SMN participates in the positioning of motor neurons in the ventral neural tube

Abstract

Motor neurons extend their axons ventrally to innervate specific muscles in the hindlimb. We are examining the role of SMN, the gene that is responsible for spinal muscular atrophy (SMA), using a loss-of-function approach. First, we assessed whether SMN levels were reduced using SMN shRNAs in vitro in HEK293T cells; SMN levels were indeed decreased by SMN shRNAs but not by missense shRNAs. In vivo, at early stages when SMN levels are reduced, motor axons are growth-impaired and exhibit likely fasciculation defects. Surprisingly, when SMN levels are reduced in vivo, Islet-1-positive motor neurons appear to migrate aberrantly out of the neural tube, along the spinal nerve at later stages; this was never observed in control electroporations. We have examined the patterning of cells in the neural tube and find that it was mispatterned. Interestingly, boundary cap (BC) cells were in place, as shown by various markers (cadherin7, lingo-1 antibodies).
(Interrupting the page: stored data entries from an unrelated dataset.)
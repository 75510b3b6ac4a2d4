//! Process checklists and aggregation of per-document findings

use std::collections::HashSet;

use serde::{Deserialize, Serialize};
use shared_types::{
    DocumentReport, DocumentType, OverallStatus, ProcessResult, RedFlag, SeverityCounts,
};

/// Completion below this percentage makes a run non-compliant
pub const NON_COMPLIANT_BELOW_PERCENT: f64 = 50.0;

/// A process as written in a rule book
#[derive(Debug, Clone, PartialEq, Eq, Serialize, Deserialize)]
pub struct ProcessSpec {
    pub key: String,
    pub name: String,
    pub required_documents: Vec<DocumentType>,
    #[serde(default)]
    pub checklist: Vec<String>,
}

/// A named business process with its required document types
#[derive(Debug, Clone, PartialEq, Eq, Serialize)]
pub struct ProcessDefinition {
    pub key: String,
    pub name: String,
    pub required_documents: Vec<DocumentType>, // Declared order, no duplicates
    pub checklist: Vec<String>,
}

impl ProcessDefinition {
    pub fn from_spec(spec: &ProcessSpec) -> Self {
        let mut required_documents = Vec::with_capacity(spec.required_documents.len());
        for doc_type in &spec.required_documents {
            if !required_documents.contains(doc_type) {
                required_documents.push(*doc_type);
            }
        }
        Self {
            key: spec.key.clone(),
            name: spec.name.clone(),
            required_documents,
            checklist: spec.checklist.clone(),
        }
    }
}

fn checklist(items: &[&str]) -> Vec<String> {
    items.iter().map(|s| s.to_string()).collect()
}

/// Built-in ADGM processes
pub fn builtin_processes() -> Vec<ProcessSpec> {
    vec![
        ProcessSpec {
            key: "company_incorporation".to_string(),
            name: "Company Incorporation".to_string(),
            required_documents: vec![
                DocumentType::ArticlesOfAssociation,
                DocumentType::BoardResolution,
                DocumentType::UboDeclaration,
                DocumentType::RegisterMembersDirectors,
            ],
            checklist: checklist(&[
                "Review flagged issues and make necessary corrections",
                "Ensure all required documents are provided",
                "Declare every individual holding 25% or more in the UBO declaration",
                "Verify ADGM compliance before submission",
            ]),
        },
        ProcessSpec {
            key: "licensing".to_string(),
            name: "Business Licensing".to_string(),
            required_documents: vec![
                DocumentType::CommercialAgreement,
                DocumentType::CompliancePolicy,
            ],
            checklist: checklist(&[
                "Review flagged issues and make necessary corrections",
                "Ensure all required documents are provided",
                "Verify ADGM compliance before submission",
            ]),
        },
        ProcessSpec {
            key: "employment".to_string(),
            name: "Employment Setup".to_string(),
            required_documents: vec![DocumentType::EmploymentContract],
            checklist: checklist(&[
                "Review flagged issues and make necessary corrections",
                "Confirm probation does not exceed six months and annual leave is at least 30 days",
                "Verify ADGM compliance before submission",
            ]),
        },
    ]
}

/// Overall status: compliant iff nothing is missing and there are no
/// high-severity flags
pub fn overall_status(
    missing_documents: usize,
    high_severity_issues: usize,
    completion_percentage: f64,
) -> OverallStatus {
    if missing_documents == 0 && high_severity_issues == 0 {
        OverallStatus::Compliant
    } else if completion_percentage < NON_COMPLIANT_BELOW_PERCENT {
        OverallStatus::NonCompliant
    } else {
        OverallStatus::RequiresAttention
    }
}

/// Aggregate per-document reports against a process definition.
///
/// Several documents of one type count once. Failed documents contribute
/// no type and no flags but stay in `documents`.
pub fn check_process(process: &ProcessDefinition, documents: Vec<DocumentReport>) -> ProcessResult {
    let present_types: HashSet<DocumentType> =
        documents.iter().filter_map(|d| d.document_type()).collect();

    let (present_documents, missing_documents): (Vec<DocumentType>, Vec<DocumentType>) = process
        .required_documents
        .iter()
        .copied()
        .partition(|t| present_types.contains(t));

    let completion_percentage = if process.required_documents.is_empty() {
        100.0
    } else {
        present_documents.len() as f64 / process.required_documents.len() as f64 * 100.0
    };

    let red_flags: Vec<RedFlag> = documents
        .iter()
        .flat_map(|d| d.red_flags().iter().cloned())
        .collect();
    let severity_counts = SeverityCounts::tally(&red_flags);

    ProcessResult {
        process_key: process.key.clone(),
        process_name: process.name.clone(),
        overall_status: overall_status(
            missing_documents.len(),
            severity_counts.high,
            completion_percentage,
        ),
        completion_percentage,
        required_documents: process.required_documents.clone(),
        present_documents,
        missing_documents,
        red_flags,
        severity_counts,
        documents,
        recommendations: process.checklist.clone(),
    }
}

#[cfg(test)]
mod tests {
    use super::*;
    use pretty_assertions::assert_eq;
    use proptest::prelude::*;
    use shared_types::{Classification, DocumentFailure, FailureKind, Severity};

    fn incorporation() -> ProcessDefinition {
        ProcessDefinition::from_spec(&builtin_processes()[0])
    }

    fn flag(source: &str, rule: &str, severity: Severity) -> RedFlag {
        RedFlag {
            rule_id: rule.to_string(),
            severity,
            description: String::new(),
            suggestion: String::new(),
            document: source.to_string(),
            location: None,
        }
    }

    fn analyzed(source: &str, doc_type: DocumentType, red_flags: Vec<RedFlag>) -> DocumentReport {
        DocumentReport::Analyzed {
            source: source.to_string(),
            classification: Classification::Classified {
                document_type: doc_type,
                confidence: 1.0,
                matched_phrases: Vec::new(),
            },
            word_count: 10,
            paragraph_count: 1,
            table_count: 0,
            red_flags,
        }
    }

    fn failed(source: &str) -> DocumentReport {
        DocumentReport::Failed {
            source: source.to_string(),
            error: DocumentFailure {
                kind: FailureKind::EmptyDocument,
                message: "empty".to_string(),
            },
        }
    }

    #[test]
    fn test_missing_documents_follow_declared_order() {
        let result = check_process(
            &incorporation(),
            vec![
                analyzed("br.docx", DocumentType::BoardResolution, vec![]),
                analyzed("aoa.docx", DocumentType::ArticlesOfAssociation, vec![]),
            ],
        );
        assert_eq!(
            result.missing_documents,
            vec![
                DocumentType::UboDeclaration,
                DocumentType::RegisterMembersDirectors
            ]
        );
        assert_eq!(
            result.present_documents,
            vec![
                DocumentType::ArticlesOfAssociation,
                DocumentType::BoardResolution
            ]
        );
        assert_eq!(result.completion_percentage, 50.0);
        assert_eq!(result.overall_status, OverallStatus::RequiresAttention);
    }

    #[test]
    fn test_duplicate_types_count_once() {
        let result = check_process(
            &incorporation(),
            vec![
                analyzed("a1.docx", DocumentType::ArticlesOfAssociation, vec![]),
                analyzed("a2.docx", DocumentType::ArticlesOfAssociation, vec![]),
            ],
        );
        assert_eq!(result.completion_percentage, 25.0);
        assert_eq!(result.overall_status, OverallStatus::NonCompliant);
    }

    #[test]
    fn test_flags_keep_document_then_rule_order() {
        let result = check_process(
            &incorporation(),
            vec![
                analyzed(
                    "first.docx",
                    DocumentType::ArticlesOfAssociation,
                    vec![
                        flag("first.docx", "b", Severity::Medium),
                        flag("first.docx", "a", Severity::High),
                    ],
                ),
                analyzed(
                    "second.docx",
                    DocumentType::BoardResolution,
                    vec![flag("second.docx", "c", Severity::Low)],
                ),
            ],
        );
        let order: Vec<(&str, &str)> = result
            .red_flags
            .iter()
            .map(|f| (f.document.as_str(), f.rule_id.as_str()))
            .collect();
        assert_eq!(
            order,
            vec![("first.docx", "b"), ("first.docx", "a"), ("second.docx", "c")]
        );
        assert_eq!(
            result.severity_counts,
            SeverityCounts {
                high: 1,
                medium: 1,
                low: 1
            }
        );
    }

    #[test]
    fn test_failed_document_counts_as_missing() {
        let result = check_process(
            &incorporation(),
            vec![
                analyzed("aoa.docx", DocumentType::ArticlesOfAssociation, vec![]),
                failed("corrupt.docx"),
            ],
        );
        assert_eq!(result.missing_documents.len(), 3);
        assert_eq!(result.documents.len(), 2);
        assert_eq!(result.failed_documents().count(), 1);
        assert!(result.red_flags.is_empty());
    }

    #[test]
    fn test_all_present_without_high_flags_is_compliant() {
        let result = check_process(
            &incorporation(),
            vec![
                analyzed("1.docx", DocumentType::ArticlesOfAssociation, vec![]),
                analyzed("2.docx", DocumentType::BoardResolution, vec![]),
                analyzed(
                    "3.docx",
                    DocumentType::UboDeclaration,
                    vec![flag("3.docx", "missing_dates", Severity::Medium)],
                ),
                analyzed("4.docx", DocumentType::RegisterMembersDirectors, vec![]),
            ],
        );
        assert!(result.missing_documents.is_empty());
        assert_eq!(result.completion_percentage, 100.0);
        assert_eq!(result.overall_status, OverallStatus::Compliant);
    }

    #[test]
    fn test_process_without_requirements_is_complete() {
        let process = ProcessDefinition::from_spec(&ProcessSpec {
            key: "review".to_string(),
            name: "General Review".to_string(),
            required_documents: vec![],
            checklist: vec![],
        });
        let result = check_process(&process, vec![]);
        assert_eq!(result.completion_percentage, 100.0);
        assert_eq!(result.overall_status, OverallStatus::Compliant);
    }

    #[test]
    fn test_from_spec_removes_duplicate_requirements() {
        let process = ProcessDefinition::from_spec(&ProcessSpec {
            key: "k".to_string(),
            name: "n".to_string(),
            required_documents: vec![
                DocumentType::EmploymentContract,
                DocumentType::EmploymentContract,
            ],
            checklist: vec![],
        });
        assert_eq!(process.required_documents, vec![DocumentType::EmploymentContract]);
    }

    fn any_report() -> impl Strategy<Value = DocumentReport> {
        let doc_type = proptest::sample::select(DocumentType::ALL.to_vec());
        let severity = prop_oneof![
            Just(Severity::High),
            Just(Severity::Medium),
            Just(Severity::Low)
        ];
        prop_oneof![
            (doc_type, proptest::collection::vec(severity, 0..4)).prop_map(|(t, sevs)| {
                let flags = sevs
                    .into_iter()
                    .map(|s| flag("gen.docx", "generated", s))
                    .collect();
                analyzed("gen.docx", t, flags)
            }),
            Just(failed("gen.docx")),
        ]
    }

    proptest! {
        /// Property: completion is within [0, 100] and is 100 iff nothing is missing
        #[test]
        fn completion_bounds(reports in proptest::collection::vec(any_report(), 0..8)) {
            let result = check_process(&incorporation(), reports);
            prop_assert!((0.0..=100.0).contains(&result.completion_percentage));
            prop_assert_eq!(
                result.completion_percentage == 100.0,
                result.missing_documents.is_empty()
            );
        }

        /// Property: compliant iff nothing missing and no high-severity flags
        #[test]
        fn compliant_iff_complete_and_no_high(reports in proptest::collection::vec(any_report(), 0..8)) {
            let result = check_process(&incorporation(), reports);
            let expected = result.missing_documents.is_empty() && result.high_severity_issues() == 0;
            prop_assert_eq!(result.overall_status == OverallStatus::Compliant, expected);
        }

        /// Property: severity counts add up to the flag count
        #[test]
        fn severity_counts_total(reports in proptest::collection::vec(any_report(), 0..8)) {
            let result = check_process(&incorporation(), reports);
            prop_assert_eq!(result.severity_counts.total(), result.red_flags.len());
        }
    }
}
Semaphorin6A was normally expressed by BC cells; when SMN was reduced in motor neurons, Semaphorin6A altered its expression to motor neurons. To determine if Semaphorin6A was responsible for the escape of neurons from the neural tube, Semaphorin6A was expressed by motor neurons using in ovo electroporation. Islet-1 antibody staining revealed that Semaphorin6A could account for early stages of escape of motor neurons in SMN-reduced embryos, but not at later stages. Experiments are underway to determine exactly why motor neurons leave the neural tube when SMN levels are decreased.